New association signals have been detected near the NDFIP1 gene for mental retardation related traits. Variants near this gene that is expressed mostly in brain, were previously reported to be associated with IBD through an unknown mechanism and with a risk effect for major allele (SNP = rs11167764) (Franke et al., 2010). Instead, we found a risk effect for the minor allele [best SNP rs10057309, p = 4.33 × 10−7, p(perm) = 2.00 × 10−6, OR = 1.702, 95%CI = 1.38 − 2.09] (Table 3). Similarly, cerebral palsy, which is linked to mental retardation, was also associated with this variant (p = 9.00 × 10−4). However, conditional analyses controlling for cerebral palsy suggest an independent effect for overall mental retardation (conditional p = 8.00 × 10−4). Furthermore, excluding the small number of samples with known chromosomal abnormalities (N < 40) did not affect this result.
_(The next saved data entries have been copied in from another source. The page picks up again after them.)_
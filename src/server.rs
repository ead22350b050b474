//! # HTTP transport
//!
//! Axum server exposing the two response modes plus a health probe.
//!
//! - `POST /chat` — direct-match mode: `{message}` in,
//!   `{response, context, response_time}` out. A missing message is treated
//!   as the empty string.
//! - `POST /ask` — conversational mode: `{message, session_id?}` in; the
//!   session id defaults to `"default_user"`. An absent or empty message is
//!   a client error (`400 {"error": "No message received"}`); unexpected
//!   internal failures surface as `500 {"error": ...}`.
//! - `GET /health` — liveness probe with version and corpus size.
//!
//! All routes run behind permissive CORS and HTTP tracing. Each request
//! executes synchronously end-to-end on its task: the embedding, the index
//! search, and (conversational mode) the gateway call all block the handler.
//! `response_time` is seconds spent in the handler, rounded to two decimals.

use axum::{
    Json, Router,
    extract::State,
    http::StatusCode,
    routing::{get, post},
};
use serde::{Deserialize, Serialize};
use std::net::SocketAddr;
use std::sync::Arc;
use std::time::Instant;
use tower_http::cors::{Any, CorsLayer};
use tower_http::trace::TraceLayer;
use tracing::{error, info};

use crate::BoxError;
use crate::composer::{Composer, ResponsePolicy};
use crate::config::AstroConfig;
use crate::corpus::{CorpusStore, CustomResponses};
use crate::embedder::{Embedder, SentenceEmbedder};
use crate::gateway::SummaryGateway;
use crate::index::MissionIndex;
use crate::memory::SessionMemory;
use crate::retriever::Retriever;

/// Session id used when the caller does not supply one.
pub const DEFAULT_SESSION_ID: &str = "default_user";

/// Shared application state behind the router.
pub struct AppState {
    composer: Composer,
    corpus: Arc<CorpusStore>,
}

impl AppState {
    /// Assemble state from prebuilt parts. Used directly by tests; the
    /// binary goes through [`bootstrap`].
    pub fn new(composer: Composer, corpus: Arc<CorpusStore>) -> Self {
        Self { composer, corpus }
    }
}

/// Load every startup artifact and wire the application state.
///
/// Loads the corpus, the optional custom responses, the embedding model, and
/// the index artifact, then validates that corpus and index have the same
/// row count. Any failure here is fatal: the process must not start serving
/// with a partial or misaligned data set.
pub fn bootstrap(config: &AstroConfig) -> Result<AppState, BoxError> {
    let corpus = Arc::new(CorpusStore::load(&config.corpus_path)?);
    info!(records = corpus.len(), "mission corpus loaded");

    if let Some(path) = &config.custom_responses_path {
        // Reserved extension point; parsed so a malformed file fails fast.
        let custom = CustomResponses::load(path)?;
        info!(greetings = custom.greetings.len(), "custom responses loaded");
    }

    let embedder: Arc<dyn Embedder> = Arc::new(SentenceEmbedder::load()?);
    let index = MissionIndex::load(&config.index_path, embedder.dimension())?;
    index.validate_row_count(corpus.len())?;
    info!(dimension = index.dimension(), "vector index loaded");

    let retriever = Retriever::new(embedder, Arc::new(index));
    let memory = Arc::new(SessionMemory::new(config.max_sessions));
    let gateway = SummaryGateway::new(config);
    let policy = ResponsePolicy {
        similarity_threshold: config.similarity_threshold,
        top_k: config.top_k,
        context_budget_chars: config.context_budget_chars,
        memory_budget_chars: config.memory_budget_chars,
    };
    let composer = Composer::new(retriever, Arc::clone(&corpus), memory, gateway, policy);

    Ok(AppState::new(composer, corpus))
}

/// Direct-match request body.
#[derive(Debug, Deserialize)]
pub struct ChatRequest {
    /// The user's question; absent means empty.
    #[serde(default)]
    pub message: String,
}

/// Conversational request body.
#[derive(Debug, Deserialize)]
pub struct AskRequest {
    /// The user's question.
    #[serde(default)]
    pub message: String,
    /// Opaque conversation identifier.
    #[serde(default = "default_session_id")]
    pub session_id: String,
}

fn default_session_id() -> String {
    DEFAULT_SESSION_ID.to_string()
}

/// Successful answer payload, shared by both endpoints.
#[derive(Debug, Serialize)]
pub struct AnswerResponse {
    pub response: String,
    pub context: String,
    pub response_time: f64,
}

/// Error payload.
#[derive(Debug, Serialize)]
pub struct ErrorResponse {
    pub error: String,
}

/// Health probe payload.
#[derive(Debug, Serialize)]
pub struct HealthResponse {
    pub status: &'static str,
    pub version: &'static str,
    pub missions: usize,
}

fn round_seconds(started: Instant) -> f64 {
    (started.elapsed().as_secs_f64() * 100.0).round() / 100.0
}

fn internal_error(e: BoxError) -> (StatusCode, Json<ErrorResponse>) {
    error!("request failed: {e}");
    (
        StatusCode::INTERNAL_SERVER_ERROR,
        Json(ErrorResponse {
            error: e.to_string(),
        }),
    )
}

/// Health check endpoint.
pub async fn health(State(state): State<Arc<AppState>>) -> Json<HealthResponse> {
    Json(HealthResponse {
        status: "ok",
        version: env!("CARGO_PKG_VERSION"),
        missions: state.corpus.len(),
    })
}

/// Direct-match endpoint: threshold-gated raw record lookup.
pub async fn chat(
    State(state): State<Arc<AppState>>,
    Json(request): Json<ChatRequest>,
) -> Result<Json<AnswerResponse>, (StatusCode, Json<ErrorResponse>)> {
    let started = Instant::now();
    let reply = state
        .composer
        .direct_answer(&request.message)
        .map_err(internal_error)?;

    Ok(Json(AnswerResponse {
        response: reply.response,
        context: reply.context,
        response_time: round_seconds(started),
    }))
}

/// Conversational endpoint: memory-augmented summarization.
pub async fn ask(
    State(state): State<Arc<AppState>>,
    Json(request): Json<AskRequest>,
) -> Result<Json<AnswerResponse>, (StatusCode, Json<ErrorResponse>)> {
    if request.message.is_empty() {
        return Err((
            StatusCode::BAD_REQUEST,
            Json(ErrorResponse {
                error: "No message received".to_string(),
            }),
        ));
    }

    let started = Instant::now();
    let reply = state
        .composer
        .conversational_answer(&request.message, &request.session_id)
        .await
        .map_err(internal_error)?;

    Ok(Json(AnswerResponse {
        response: reply.response,
        context: reply.context,
        response_time: round_seconds(started),
    }))
}

/// Create the router with all routes and middleware configured.
pub fn create_router(state: Arc<AppState>) -> Router {
    let cors = CorsLayer::new()
        .allow_origin(Any)
        .allow_methods(Any)
        .allow_headers(Any);

    Router::new()
        .route("/health", get(health))
        .route("/chat", post(chat))
        .route("/ask", post(ask))
        .layer(TraceLayer::new_for_http())
        .layer(cors)
        .with_state(state)
}

/// Start the HTTP server on the given address.
pub async fn serve(state: Arc<AppState>, addr: SocketAddr) -> Result<(), BoxError> {
    let router = create_router(state);

    info!(%addr, "Starting ASTRO server");

    let listener = tokio::net::TcpListener::bind(addr).await?;
    axum::serve(listener, router).await?;

    Ok(())
}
The overall cluster effect in this neighborhood for mental retardation bolsters the suspicion that an association is found here (Figure 2C).

Additionally, for developmental delays of speech and language, a novel signal effect was detected in the PLCL1 gene at chromosome 2 [best SNP rs1595825, p = 1.13 × 10−8, OR = 0.65 (0.57 − 0.76)] (Figure 2D, Table 3). Weaker associations (0.01 > p > 0.00001) were also detected for related neurologic phenotypes including abnormal movement, lack of coordination and epilepsy at this locus (data not shown).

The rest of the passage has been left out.